With Windows 10, you have no option to avoid updates. With older versions, you might not be able to get them, even if there is nothing CPU or hardware specific about the issue.
Microsoft: turning software updates into a weapon.
The main thing that annoys me about this is that i've been having major problems with Windows 10. I previously ran server 2012 as my daily driver, which was fine for everything i needed to do on Windows (run visual studio, play overwatch, basically).
I've installed Windows 10 LTSB (which is the true enterprise version of Windows 10, with all of the apps etc. removed [telemetry still remains and has to be manually disabled]), as i refuse to install home/pro/enterprise after having it randomly reinstall/re-enable all "apps" and other telemetry settings i explicitly disabled after updating. 10 LTSB has been great in other areas. With the Ryzen, mobo, ram, video card I now have, I have had constant crashes/freezes. People have said that updates fix this, but i'm yet to see it. This is a common issue with Windows 10, not the processor/setup. (ie. see https://www.reddit.com/r/Amd/comments/5yf9ed/brand_new_ryzen...)
I took a step back, and went to Server 2016 datacenter with a GUI (or whatever the hell they're calling it these days). Despite the fact that this SERVER still has baked in telemetry and forced restarts (i mean, seriously?) It was rock solid, no crashes, no restarts, no freezes. I was unable, however, to install the latest video card drivers for the AMD RX480, as only Windows 10 was supported. Marrying the drivers up in device manager directly to whatever inf files were available in the extracted AMD folder didn't work, and although everything was fine, running a game just sucked massively (like 10fps).
Basically, it seems i'm getting the worst of both, and am completely falling into the "you HAVE to use windows 10" trap. I'd switch to Ubuntu in a heartbeat (and might still have to) but would end up doing pass-through which A. might still have the same set of issues, and B. kind of defeats the point for my usecase (Visual Studio, Overwatch). It's such a shame as the C# guys are making HUGE strides in the right direction, and then the rest of MS just seems so scummy these days.

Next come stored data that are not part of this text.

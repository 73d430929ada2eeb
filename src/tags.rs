//! Tags
//!
//! Lowercase, deduplicated tag list that keeps insertion order for display.

use std::string::ToString;

use serde::{Deserialize, Deserializer, Serialize};
use smallvec::SmallVec;

/// An ordered list of unique lowercase tags, backed by `SmallVec<[String; 5]>`.
#[derive(Debug, Clone, Default, PartialEq, Eq, Serialize)]
#[serde(transparent)]
pub struct Tags {
    tags: SmallVec<[String; 5]>,
}

impl Tags {
    /// Create an empty tag list.
    pub fn new() -> Self {
        Self::default()
    }

    /// Create a tag list from string slices, normalising and deduplicating them.
    pub fn from_strs(tags: &[&str]) -> Self {
        let mut collection = Self::new();

        for tag in tags {
            collection.add(tag);
        }

        collection
    }

    /// Add a tag. Returns `false` when the tag is empty or already present.
    pub fn add(&mut self, tag: &str) -> bool {
        let tag = normalise(tag);

        if tag.is_empty() || self.contains(&tag) {
            return false;
        }

        self.tags.push(tag);

        true
    }

    /// Remove a tag. Returns `false` when the tag was not present.
    pub fn remove(&mut self, tag: &str) -> bool {
        let tag = normalise(tag);

        let Some(pos) = self.tags.iter().position(|existing| *existing == tag) else {
            return false;
        };

        self.tags.remove(pos);

        true
    }

    /// Check if the list contains a tag.
    pub fn contains(&self, tag: &str) -> bool {
        let tag = normalise(tag);

        self.tags.iter().any(|existing| *existing == tag)
    }

    /// Number of tags
    pub fn len(&self) -> usize {
        self.tags.len()
    }

    /// Check if the list is empty.
    pub fn is_empty(&self) -> bool {
        self.tags.is_empty()
    }

    /// Iterate tags in insertion order.
    pub fn iter(&self) -> impl Iterator<Item = &str> {
        self.tags.iter().map(String::as_str)
    }

    /// Convert the tags to a vector of strings.
    #[must_use]
    pub fn to_strs(&self) -> SmallVec<[String; 5]> {
        self.tags.clone()
    }
}

impl<'de> Deserialize<'de> for Tags {
    fn deserialize<D: Deserializer<'de>>(deserializer: D) -> Result<Self, D::Error> {
        let raw = Vec::<String>::deserialize(deserializer)?;
        let refs: Vec<&str> = raw.iter().map(String::as_str).collect();

        Ok(Self::from_strs(&refs))
    }
}

impl<'a> IntoIterator for &'a Tags {
    type Item = &'a str;
    type IntoIter = std::iter::Map<std::slice::Iter<'a, String>, fn(&'a String) -> &'a str>;

    fn into_iter(self) -> Self::IntoIter {
        self.tags
            .iter()
            .map(String::as_str as fn(&'a String) -> &'a str)
    }
}

impl FromIterator<String> for Tags {
    fn from_iter<I: IntoIterator<Item = String>>(iter: I) -> Self {
        let mut collection = Self::new();

        for tag in iter {
            collection.add(&tag);
        }

        collection
    }
}

fn normalise(tag: &str) -> String {
    tag.trim().to_lowercase()
}

impl std::fmt::Display for Tags {
    fn fmt(&self, f: &mut std::fmt::Formatter<'_>) -> std::fmt::Result {
        let joined = self.tags.iter().map(ToString::to_string).collect::<Vec<_>>();

        f.write_str(&joined.join(", "))
    }
}

#[cfg(test)]
mod tests {
    use super::*;

    #[test]
    fn from_strs_normalises_and_dedups() {
        let tags = Tags::from_strs(&["Apple", " laptop ", "apple", ""]);

        assert_eq!(tags.iter().collect::<Vec<_>>(), vec!["apple", "laptop"]);
    }

    #[test]
    fn keeps_insertion_order() {
        let tags = Tags::from_strs(&["zeta", "alpha", "mu"]);

        assert_eq!(tags.to_strs().as_slice(), ["zeta", "alpha", "mu"]);
    }

    #[test]
    fn remove_is_case_insensitive() {
        let mut tags = Tags::from_strs(&["desk", "office"]);

        assert!(tags.remove("DESK"));
        assert!(!tags.remove("desk"));
        assert_eq!(tags.len(), 1);
    }

    #[test]
    fn display_joins_with_commas() {
        let tags = Tags::from_strs(&["bike", "trek"]);

        assert_eq!(tags.to_string(), "bike, trek");
    }
}
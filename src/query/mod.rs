//! Query Composer
//!
//! Derives the displayed product list from a catalog, a filter selection and a sort order.
//! The result borrows from the catalog: it is always a subset, never contains duplicates and
//! never modifies the catalog.

use jiff::{Zoned, civil::Date};

use crate::{catalog::Catalog, products::Product};

pub mod filters;
pub mod sort;

pub use filters::{DatePosted, DatePostedError, ListingFilters, Matcher, PriceRange};
pub use sort::{SortOrder, SortOrderError};

/// Filter the catalog and sort the matches.
///
/// Products that compare equal keep their catalog order.
pub fn compose<'c>(
    catalog: &'c Catalog,
    filters: &ListingFilters,
    sort: SortOrder,
    today: Date,
) -> Vec<&'c Product> {
    compose_iter(catalog, filters, sort, today)
}

/// [`compose`] over any sequence of products, e.g. a wishlist's saved subset.
pub fn compose_iter<'c>(
    products: impl IntoIterator<Item = &'c Product>,
    filters: &ListingFilters,
    sort: SortOrder,
    today: Date,
) -> Vec<&'c Product> {
    let matcher = filters.matcher(today);

    let mut results: Vec<&Product> = products
        .into_iter()
        .filter(|product| matcher.matches(product))
        .collect();

    results.sort_by(|a, b| sort.compare(a, b));

    results
}

/// [`compose`] evaluated against the local calendar date.
pub fn compose_now<'c>(
    catalog: &'c Catalog,
    filters: &ListingFilters,
    sort: SortOrder,
) -> Vec<&'c Product> {
    compose(catalog, filters, sort, Zoned::now().date())
}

I realize this doesn't contribute much, but this whole situation is pissing me off. It might sound petty, but MS effectively attacking people and their choices at home is going to lead me as an influencer in a professional environment to advise steering away from MS products as much as possible. I honestly think this is their plan. Drive those away from the MS server ecosystem (other than SQL server, which would be a huge cash-cow) and then discontinue the server products. The home-market, and information market, is so valuable (see Google) and "easy" in comparison - ie. how hard is it to bake in heavy telemetry when compared to almost anything related to ongoing server features/support> (idk, take data deduplication as an example....something else that they've removed from Windows 10 which is another pain in my ass). I think we're just going to see a switch in MS becoming a "Google desktop", and a cloud services provider for Linux, with MS products. This seems to fit with C# going open source/being on Linux, and SQL server running on Linux.
If I were given to cynicism I would suspect it as being an attempt to favour Intel and wrong-foot AMD. It must be the fastest a processor has been rendered obsolete in the history of hardware.
About 10 years ago I made the jump from Windows to GNU+Linux. It was quite annoying because at the time I was still heavily invested in web design and such, so not having photoshop was quite a loss. Nowadays I am so glad to have an OS that works for me and not artificially limits me to what it thinks I should do. As extreme as Stallman was, I came to appreciate him more and more for what he has done to protect users' freedom and privacy.